* [Provided records]
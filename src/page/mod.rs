//! Host-page peer: the injected-context side of the bridge.
//!
//! The engine never touches host internals directly; a [`PageDriver`]
//! implementation lives in the page context and is reached through bridge
//! requests served by [`run_page_actor`]. [`PageClient`] is the typed caller
//! the engine-side components use.

mod http;

pub use http::HttpPageDriver;

use std::collections::HashMap;
use std::sync::Arc;

use async_trait::async_trait;
use serde::{Deserialize, Serialize};
use tokio::sync::mpsc;
use tracing::debug;

use crate::bridge::{Bridge, BridgeRequest, BridgeResponse, Context, Envelope};
use crate::config::DelayProfile;
use crate::error::{EngineError, Result};

/// Point-in-time view of the host page.
///
/// `state` maps an element's state-marker attribute value to the framework's
/// internal prop tree for that element, when the page script could read one.
#[derive(Debug, Clone, Default, Serialize, Deserialize)]
pub struct PageSnapshot {
    pub html: String,
    #[serde(default)]
    pub state: HashMap<String, serde_json::Value>,
}

impl PageSnapshot {
    pub fn from_html(html: impl Into<String>) -> Self {
        Self {
            html: html.into(),
            state: HashMap::new(),
        }
    }
}

/// A comment-listing call captured off the host page's own traffic.
#[derive(Debug, Clone, PartialEq, Serialize, Deserialize)]
pub struct CapturedCall {
    pub url: String,
    /// Plain query parameters as sent by the host client.
    pub params: Vec<(String, String)>,
    /// Per-request signed parameters captured alongside.
    pub signed_params: Vec<(String, String)>,
    /// Cursor value at capture time.
    pub cursor: Option<String>,
    pub page_size: u32,
}

/// Outcome of a reply submission as observed in the page context.
#[derive(Debug, Clone, PartialEq, Eq, Serialize, Deserialize)]
#[serde(tag = "kind", rename_all = "snake_case")]
pub enum SubmitOutcome {
    Submitted,
    /// The target account blocks mentions.
    MentionUnavailable,
    Failed { message: String },
}

/// Operations the injected page script exposes to the engine.
#[async_trait]
pub trait PageDriver: Send + Sync {
    async fn navigate(&self, post_id: &str) -> Result<()>;
    /// Whether the readiness marker for the current target is present.
    async fn is_ready(&self) -> Result<bool>;
    async fn snapshot(&self) -> Result<PageSnapshot>;
    /// Scroll the comment area; returns whether new content loaded.
    async fn scroll_comments(&self) -> Result<bool>;
    /// Bring a specific comment into view. One call spends one unit of the
    /// caller's click/scroll budget.
    async fn locate_comment(&self, comment_id: &str, text_hint: Option<&str>) -> Result<bool>;
    /// View of the host page's global object graph for the signing probe.
    async fn host_globals(&self) -> Result<serde_json::Value>;
    /// Most recent captured comment-listing call, if any was intercepted.
    async fn captured_listing(&self) -> Result<Option<CapturedCall>>;
    /// Ask the host's own signing routine to sign a request URL.
    async fn sign(&self, url: &str) -> Result<Vec<(String, String)>>;
    /// Replay a listing call and return the raw response body.
    async fn fetch_listing(&self, call: &CapturedCall) -> Result<serde_json::Value>;
    async fn submit_reply(
        &self,
        comment_id: &str,
        text: &str,
        typing: &DelayProfile,
    ) -> Result<SubmitOutcome>;
}

/// Serve bridge requests against a driver until the inbox closes.
pub async fn run_page_actor(mut inbox: mpsc::Receiver<Envelope>, driver: Arc<dyn PageDriver>) {
    while let Some(Envelope { request, reply }) = inbox.recv().await {
        debug!(kind = request.kind(), "page actor serving request");
        let response = serve(&*driver, request).await;
        // A dropped reply means the caller timed out; nothing to do.
        let _ = reply.send(response);
    }
}

async fn serve(driver: &dyn PageDriver, request: BridgeRequest) -> BridgeResponse {
    let result = match request {
        BridgeRequest::Navigate { post_id } => {
            driver.navigate(&post_id).await.map(|_| BridgeResponse::Ack)
        }
        BridgeRequest::ProbeReadiness => driver
            .is_ready()
            .await
            .map(|ready| BridgeResponse::Ready { ready }),
        BridgeRequest::Snapshot => driver
            .snapshot()
            .await
            .map(|snapshot| BridgeResponse::Page { snapshot }),
        BridgeRequest::ScrollComments => driver
            .scroll_comments()
            .await
            .map(|loaded_more| BridgeResponse::Scrolled { loaded_more }),
        BridgeRequest::LocateComment {
            comment_id,
            text_hint,
        } => driver
            .locate_comment(&comment_id, text_hint.as_deref())
            .await
            .map(|found| BridgeResponse::Located { found }),
        BridgeRequest::HostGlobals => driver
            .host_globals()
            .await
            .map(|globals| BridgeResponse::Globals { globals }),
        BridgeRequest::CapturedListing => driver
            .captured_listing()
            .await
            .map(|call| BridgeResponse::Captured { call }),
        BridgeRequest::SignRequest { url } => driver
            .sign(&url)
            .await
            .map(|params| BridgeResponse::Signed { params }),
        BridgeRequest::FetchListing { call } => driver
            .fetch_listing(&call)
            .await
            .map(|body| BridgeResponse::Listing { body }),
        BridgeRequest::SubmitReply {
            comment_id,
            text,
            typing,
        } => driver
            .submit_reply(&comment_id, &text, &typing)
            .await
            .map(|outcome| BridgeResponse::Submitted { outcome }),
        other => Err(EngineError::Extraction(format!(
            "page context cannot serve {}",
            other.kind()
        ))),
    };

    result.unwrap_or_else(|e| BridgeResponse::Error {
        message: e.to_string(),
    })
}

/// Typed engine-side caller for page-context requests.
#[derive(Clone)]
pub struct PageClient {
    bridge: Arc<Bridge>,
}

impl PageClient {
    pub fn new(bridge: Arc<Bridge>) -> Self {
        Self { bridge }
    }

    async fn call(&self, request: BridgeRequest) -> Result<BridgeResponse> {
        match self.bridge.request(Context::Page, request).await? {
            BridgeResponse::Error { message } => classify_page_error(message),
            response => Ok(response),
        }
    }

    pub async fn navigate(&self, post_id: &str) -> Result<()> {
        self.call(BridgeRequest::Navigate {
            post_id: post_id.to_string(),
        })
        .await
        .map(|_| ())
    }

    pub async fn is_ready(&self) -> Result<bool> {
        match self.call(BridgeRequest::ProbeReadiness).await? {
            BridgeResponse::Ready { ready } => Ok(ready),
            other => Err(unexpected("ready", &other)),
        }
    }

    pub async fn snapshot(&self) -> Result<PageSnapshot> {
        match self.call(BridgeRequest::Snapshot).await? {
            BridgeResponse::Page { snapshot } => Ok(snapshot),
            other => Err(unexpected("page", &other)),
        }
    }

    pub async fn scroll_comments(&self) -> Result<bool> {
        match self.call(BridgeRequest::ScrollComments).await? {
            BridgeResponse::Scrolled { loaded_more } => Ok(loaded_more),
            other => Err(unexpected("scrolled", &other)),
        }
    }

    pub async fn locate_comment(&self, comment_id: &str, text_hint: Option<&str>) -> Result<bool> {
        match self
            .call(BridgeRequest::LocateComment {
                comment_id: comment_id.to_string(),
                text_hint: text_hint.map(str::to_string),
            })
            .await?
        {
            BridgeResponse::Located { found } => Ok(found),
            other => Err(unexpected("located", &other)),
        }
    }

    pub async fn host_globals(&self) -> Result<serde_json::Value> {
        match self.call(BridgeRequest::HostGlobals).await? {
            BridgeResponse::Globals { globals } => Ok(globals),
            other => Err(unexpected("globals", &other)),
        }
    }

    pub async fn captured_listing(&self) -> Result<Option<CapturedCall>> {
        match self.call(BridgeRequest::CapturedListing).await? {
            BridgeResponse::Captured { call } => Ok(call),
            other => Err(unexpected("captured", &other)),
        }
    }

    pub async fn sign(&self, url: &str) -> Result<Vec<(String, String)>> {
        match self
            .call(BridgeRequest::SignRequest {
                url: url.to_string(),
            })
            .await?
        {
            BridgeResponse::Signed { params } => Ok(params),
            other => Err(unexpected("signed", &other)),
        }
    }

    pub async fn fetch_listing(&self, call: CapturedCall) -> Result<serde_json::Value> {
        match self.call(BridgeRequest::FetchListing { call }).await? {
            BridgeResponse::Listing { body } => Ok(body),
            other => Err(unexpected("listing", &other)),
        }
    }

    pub async fn submit_reply(
        &self,
        comment_id: &str,
        text: &str,
        typing: DelayProfile,
    ) -> Result<SubmitOutcome> {
        match self
            .call(BridgeRequest::SubmitReply {
                comment_id: comment_id.to_string(),
                text: text.to_string(),
                typing,
            })
            .await?
        {
            BridgeResponse::Submitted { outcome } => Ok(outcome),
            other => Err(unexpected("submitted", &other)),
        }
    }
}

/// Errors cross the bridge as strings; recover the classes the engine
/// reacts to.
fn classify_page_error<T>(message: String) -> Result<T> {
    if message.contains("rate limited") {
        Err(EngineError::RateLimited { retry_after: None })
    } else if message.contains("signing") {
        Err(EngineError::Signing(message))
    } else {
        Err(EngineError::Extraction(message))
    }
}

fn unexpected(expected: &str, got: &BridgeResponse) -> EngineError {
    EngineError::Extraction(format!(
        "expected {expected} response, got {}",
        got.kind()
    ))
}

#[cfg(test)]
mod tests {
    use super::*;
    use std::sync::Mutex;
    use std::time::Duration;

    struct StubDriver {
        ready_after: Mutex<u32>,
    }

    #[async_trait]
    impl PageDriver for StubDriver {
        async fn navigate(&self, _post_id: &str) -> Result<()> {
            Ok(())
        }
        async fn is_ready(&self) -> Result<bool> {
            let mut remaining = self.ready_after.lock().unwrap();
            if *remaining == 0 {
                Ok(true)
            } else {
                *remaining -= 1;
                Ok(false)
            }
        }
        async fn snapshot(&self) -> Result<PageSnapshot> {
            Ok(PageSnapshot::from_html("<html></html>"))
        }
        async fn scroll_comments(&self) -> Result<bool> {
            Ok(false)
        }
        async fn locate_comment(&self, _: &str, _: Option<&str>) -> Result<bool> {
            Ok(false)
        }
        async fn host_globals(&self) -> Result<serde_json::Value> {
            Ok(serde_json::json!({}))
        }
        async fn captured_listing(&self) -> Result<Option<CapturedCall>> {
            Ok(None)
        }
        async fn sign(&self, _: &str) -> Result<Vec<(String, String)>> {
            Err(EngineError::Signing("no signer".into()))
        }
        async fn fetch_listing(&self, _: &CapturedCall) -> Result<serde_json::Value> {
            Ok(serde_json::json!({}))
        }
        async fn submit_reply(
            &self,
            _: &str,
            _: &str,
            _: &DelayProfile,
        ) -> Result<SubmitOutcome> {
            Ok(SubmitOutcome::Submitted)
        }
    }

    fn wire(driver: StubDriver) -> PageClient {
        let bridge = Bridge::new(Duration::from_millis(500));
        let inbox = bridge.register(Context::Page);
        tokio::spawn(run_page_actor(inbox, Arc::new(driver)));
        PageClient::new(bridge)
    }

    #[tokio::test]
    async fn readiness_round_trip() {
        let client = wire(StubDriver {
            ready_after: Mutex::new(1),
        });
        assert!(!client.is_ready().await.unwrap());
        assert!(client.is_ready().await.unwrap());
    }

    #[tokio::test]
    async fn driver_errors_surface_as_typed_engine_errors() {
        let client = wire(StubDriver {
            ready_after: Mutex::new(0),
        });
        let err = client.sign("https://host/api").await.unwrap_err();
        assert!(matches!(err, EngineError::Signing(_)));
    }
}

* [What needs to be done] An exact, complete copy of the lines above from the one with "async fn sign(&self, _: &str)" through the one with "let inbox = bridge.register(Context::Page);" is the whole answer.

* [Written reply]
        async fn sign(&self, _: &str) -> Result<Vec<(String, String)>> {
            Err(EngineError::Signing("no signer".into()))
        }
        async fn fetch_listing(&self, _: &CapturedCall) -> Result<serde_json::Value> {
            Ok(serde_json::json!({}))
        }
        async fn submit_reply(
            &self,
            _: &str,
            _: &str,
            _: &DelayProfile,
        ) -> Result<SubmitOutcome> {
            Ok(SubmitOutcome::Submitted)
        }
    }

    fn wire(driver: StubDriver) -> PageClient {
        let bridge = Bridge::new(Duration::from_millis(500));
        let inbox = bridge.register(Context::Page);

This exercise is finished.